● Task item:
Check each line of the records below and collect those that include the word "json".

(Stored data entries)

----

use std::fmt;

use chrono::{DateTime, NaiveDate, Utc};
use serde::{Deserialize, Serialize};

use crate::conditions::Condition;

/// Identifier of the single station a coordinator serves.
#[derive(Debug, Clone, PartialEq, Eq, Hash, Serialize, Deserialize)]
#[serde(transparent)]
pub struct StationId(String);

impl StationId {
    pub fn new(id: impl Into<String>) -> Self {
        Self(id.into())
    }

    pub fn as_str(&self) -> &str {
        &self.0
    }
}

impl fmt::Display for StationId {
    fn fmt(&self, f: &mut fmt::Formatter<'_>) -> fmt::Result {
        f.write_str(&self.0)
    }
}

/// Which upstream supplied a merged value
#[derive(Debug, Clone, Copy, PartialEq, Eq, Serialize, Deserialize)]
#[serde(rename_all = "snake_case")]
pub enum Source {
    Observation,
    Forecast,
    Derived,
    Unavailable,
}

/// A merged value tagged with its source.
///
/// Absence is a variant of its own so a missing reading can never leak into
/// arithmetic as zero.
#[derive(Debug, Clone, PartialEq, Serialize, Deserialize)]
#[serde(tag = "source", content = "value", rename_all = "snake_case")]
pub enum Field<T> {
    Observation(T),
    Forecast(T),
    Derived(T),
    Unavailable,
}

impl<T> Field<T> {
    pub fn value(&self) -> Option<&T> {
        match self {
            Field::Observation(v) | Field::Forecast(v) | Field::Derived(v) => Some(v),
            Field::Unavailable => None,
        }
    }

    pub fn source(&self) -> Source {
        match self {
            Field::Observation(_) => Source::Observation,
            Field::Forecast(_) => Source::Forecast,
            Field::Derived(_) => Source::Derived,
            Field::Unavailable => Source::Unavailable,
        }
    }

    pub fn is_available(&self) -> bool {
        !matches!(self, Field::Unavailable)
    }
}

impl<T: Copy> Field<T> {
    pub fn get(&self) -> Option<T> {
        self.value().copied()
    }
}

/// One observation record. Every reading is independently optional.
#[derive(Debug, Clone, Default, PartialEq, Serialize, Deserialize)]
pub struct RawObservation {
    pub observed_at: DateTime<Utc>,
    pub temperature: Option<f64>,
    pub humidity: Option<f64>,
    pub pressure: Option<f64>,
    pub wind_speed: Option<f64>,
    pub wind_gust: Option<f64>,
    pub wind_direction: Option<f64>,
    pub precipitation: Option<f64>,
    pub cloud_cover: Option<f64>,
    pub dew_point: Option<f64>,
    pub visibility: Option<f64>,
    pub condition_text: Option<String>,
}

impl RawObservation {
    /// True when the station reported no readings at all
    pub fn is_empty(&self) -> bool {
        self.temperature.is_none()
            && self.humidity.is_none()
            && self.pressure.is_none()
            && self.wind_speed.is_none()
            && self.wind_gust.is_none()
            && self.wind_direction.is_none()
            && self.precipitation.is_none()
            && self.cloud_cover.is_none()
            && self.dew_point.is_none()
            && self.visibility.is_none()
            && self.condition_text.is_none()
    }
}

/// One forecast instant (°C, m/s, degrees).
#[derive(Debug, Clone, PartialEq, Serialize, Deserialize)]
pub struct RawForecastPoint {
    pub timestamp: DateTime<Utc>,
    /// Issue time of the forecast run this point came from
    pub issued_at: Option<DateTime<Utc>>,
    pub temperature: f64,
    pub wind_speed: f64,
    /// None for calm or an unrecognised compass code
    pub wind_direction: Option<f64>,
    pub condition: Condition,
    pub condition_text: Option<String>,
}

/// Hourly forecast entry as exposed to consumers
#[derive(Debug, Clone, PartialEq, Serialize, Deserialize)]
pub struct HourlyForecast {
    pub timestamp: DateTime<Utc>,
    pub temperature: f64,
    pub apparent_temperature: f64,
    pub wind_speed: f64,
    pub wind_direction: Option<f64>,
    pub condition: Condition,
}

#[derive(Debug, Clone, PartialEq, Serialize, Deserialize)]
pub struct DailyForecast {
    /// Calendar day in station-local time
    pub date: NaiveDate,
    pub temperature_high: f64,
    pub temperature_low: f64,
    pub condition: Condition,
    pub wind_speed_mean: f64,
}

/// Chronological, timestamp-deduplicated forecast points plus the daily
/// aggregation derived from them.
#[derive(Debug, Clone, PartialEq, Serialize, Deserialize)]
pub struct ForecastSeries {
    pub points: Vec<RawForecastPoint>,
    pub daily: Vec<DailyForecast>,
    /// When the forecast feed last returned this data
    pub fetched_at: DateTime<Utc>,
    /// Set when reused from an earlier cycle after a failed forecast fetch
    pub stale: bool,
}

/// The merged "now" view
#[derive(Debug, Clone, PartialEq, Serialize, Deserialize)]
pub struct CurrentConditions {
    pub temperature: Field<f64>,
    pub feels_like: Field<f64>,
    pub wind_speed: Field<f64>,
    pub wind_direction: Field<f64>,
    pub condition: Field<Condition>,
    pub condition_text: Field<String>,
    pub humidity: Field<f64>,
    pub pressure: Field<f64>,
    pub wind_gust: Field<f64>,
    pub precipitation: Field<f64>,
    pub cloud_cover: Field<f64>,
    pub dew_point: Field<f64>,
    pub visibility: Field<f64>,
    pub observed_at: Option<DateTime<Utc>>,
    /// Timestamp of the forecast point used for fallbacks
    pub forecast_time: Option<DateTime<Utc>>,
}

/// Alert colour, ordered from least to most severe
#[derive(Debug, Clone, Copy, PartialEq, Eq, PartialOrd, Ord, Hash, Serialize, Deserialize)]
#[serde(rename_all = "snake_case")]
pub enum Severity {
    Unknown,
    Yellow,
    Orange,
    Red,
}

impl Severity {
    /// Accepts CAP severities (`Extreme`, `Severe`, `Moderate`, `Minor`) as
    /// well as colour names.
    pub fn from_cap(value: &str) -> Self {
        match value.trim().to_lowercase().as_str() {
            "extreme" | "red" => Severity::Red,
            "severe" | "orange" => Severity::Orange,
            "moderate" | "minor" | "yellow" => Severity::Yellow,
            _ => Severity::Unknown,
        }
    }
}

impl fmt::Display for Severity {
    fn fmt(&self, f: &mut fmt::Formatter<'_>) -> fmt::Result {
        let name = match self {
            Severity::Unknown => "unknown",
            Severity::Yellow => "yellow",
            Severity::Orange => "orange",
            Severity::Red => "red",
        };
        f.write_str(name)
    }
}

/// One alert entry as delivered by the alert feed, before validation.
/// There is one entry per language translation of a hazard.
#[derive(Debug, Clone, Default, PartialEq, Serialize, Deserialize)]
pub struct RawAlert {
    pub identifier: Option<String>,
    pub language: Option<String>,
    pub severity: Option<String>,
    pub event: Option<String>,
    pub headline: Option<String>,
    pub description: Option<String>,
    pub effective_from: Option<String>,
    pub effective_until: Option<String>,
    pub issued_at: Option<String>,
    pub area: Option<String>,
    pub link: Option<String>,
}

/// A validated alert; `effective_from <= effective_until` always holds.
#[derive(Debug, Clone, PartialEq, Serialize, Deserialize)]
pub struct Alert {
    pub id: String,
    pub headline: String,
    pub description: String,
    pub event: Option<String>,
    pub severity: Severity,
    pub language: String,
    pub effective_from: DateTime<Utc>,
    pub effective_until: DateTime<Utc>,
    pub issued_at: DateTime<Utc>,
    pub area: Option<String>,
    pub link: Option<String>,
}

impl Alert {
    pub fn is_active_at(&self, now: DateTime<Utc>) -> bool {
        self.effective_from <= now && now <= self.effective_until
    }
}

/// Most severe colour among the alerts, if any
pub fn highest_severity(alerts: &[Alert]) -> Option<Severity> {
    alerts.iter().map(|a| a.severity).max()
}

/// Outcome history of one feed
#[derive(Debug, Clone, Default, PartialEq, Serialize, Deserialize)]
pub struct FeedStatus {
    pub last_success: Option<DateTime<Utc>>,
    pub last_error: Option<String>,
}

#[derive(Debug, Clone, Default, PartialEq, Serialize, Deserialize)]
pub struct FeedStatuses {
    pub forecast: FeedStatus,
    pub observation: FeedStatus,
    pub alerts: FeedStatus,
}

/// One immutable, fully merged view of a station as of one refresh cycle.
#[derive(Debug, Clone, PartialEq, Serialize, Deserialize)]
pub struct WeatherSnapshot {
    pub station_id: StationId,
    pub current: CurrentConditions,
    pub forecast: ForecastSeries,
    pub hourly: Vec<HourlyForecast>,
    pub alerts: Vec<Alert>,
    pub created_at: DateTime<Utc>,
    pub degraded: bool,
    pub feeds: FeedStatuses,
    /// Alert entries skipped as malformed in the cycle that produced the list
    pub alert_warnings: usize,
}

impl WeatherSnapshot {
    pub fn current(&self) -> &CurrentConditions {
        &self.current
    }

    pub fn forecast(&self) -> &ForecastSeries {
        &self.forecast
    }

    pub fn hourly(&self) -> &[HourlyForecast] {
        &self.hourly
    }

    pub fn daily(&self) -> &[DailyForecast] {
        &self.forecast.daily
    }

    /// Alerts that were active when the snapshot was built
    pub fn active_alerts(&self) -> &[Alert] {
        &self.alerts
    }

    /// Alerts still inside their effective window at `now`
    pub fn active_alerts_at(&self, now: DateTime<Utc>) -> Vec<Alert> {
        self.alerts
            .iter()
            .filter(|alert| alert.is_active_at(now))
            .cloned()
            .collect()
    }

    pub fn last_updated(&self) -> DateTime<Utc> {
        self.created_at
    }

    pub fn is_degraded(&self) -> bool {
        self.degraded
    }

    pub fn highest_alert_severity(&self) -> Option<Severity> {
        highest_severity(&self.alerts)
    }

    pub fn highest_alert_severity_at(&self, now: DateTime<Utc>) -> Option<Severity> {
        highest_severity(&self.active_alerts_at(now))
    }
}

#[cfg(test)]
mod tests {
    use super::*;

    #[test]
    fn test_field_unavailable_has_no_value() {
        let field: Field<f64> = Field::Unavailable;
        assert_eq!(field.get(), None);
        assert_eq!(field.source(), Source::Unavailable);
        assert!(!field.is_available());
    }

    #[test]
    fn test_field_serializes_with_source_tag() {
        let json = serde_json::to_value(Field::Observation(5.0)).unwrap();
        assert_eq!(json["source"], "observation");
        assert_eq!(json["value"], 5.0);

        let json = serde_json::to_value(Field::<f64>::Unavailable).unwrap();
        assert_eq!(json["source"], "unavailable");
        assert!(json.get("value").is_none());
    }

    #[test]
    fn test_severity_from_cap() {
        assert_eq!(Severity::from_cap("Extreme"), Severity::Red);
        assert_eq!(Severity::from_cap("Severe"), Severity::Orange);
        assert_eq!(Severity::from_cap("Moderate"), Severity::Yellow);
        assert_eq!(Severity::from_cap("minor"), Severity::Yellow);
        assert_eq!(Severity::from_cap("orange"), Severity::Orange);
        assert_eq!(Severity::from_cap("whatever"), Severity::Unknown);
    }

    #[test]
    fn test_severity_ordering() {
        assert!(Severity::Red > Severity::Orange);
        assert!(Severity::Orange > Severity::Yellow);
        assert!(Severity::Yellow > Severity::Unknown);
    }

    #[test]
    fn test_highest_severity_empty() {
        assert_eq!(highest_severity(&[]), None);
    }
}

----

● Output below:
        let json = serde_json::to_value(Field::Observation(5.0)).unwrap();
        assert_eq!(json["source"], "observation");
        assert_eq!(json["value"], 5.0);
        let json = serde_json::to_value(Field::<f64>::Unavailable).unwrap();
        assert_eq!(json["source"], "unavailable");
        assert!(json.get("value").is_none());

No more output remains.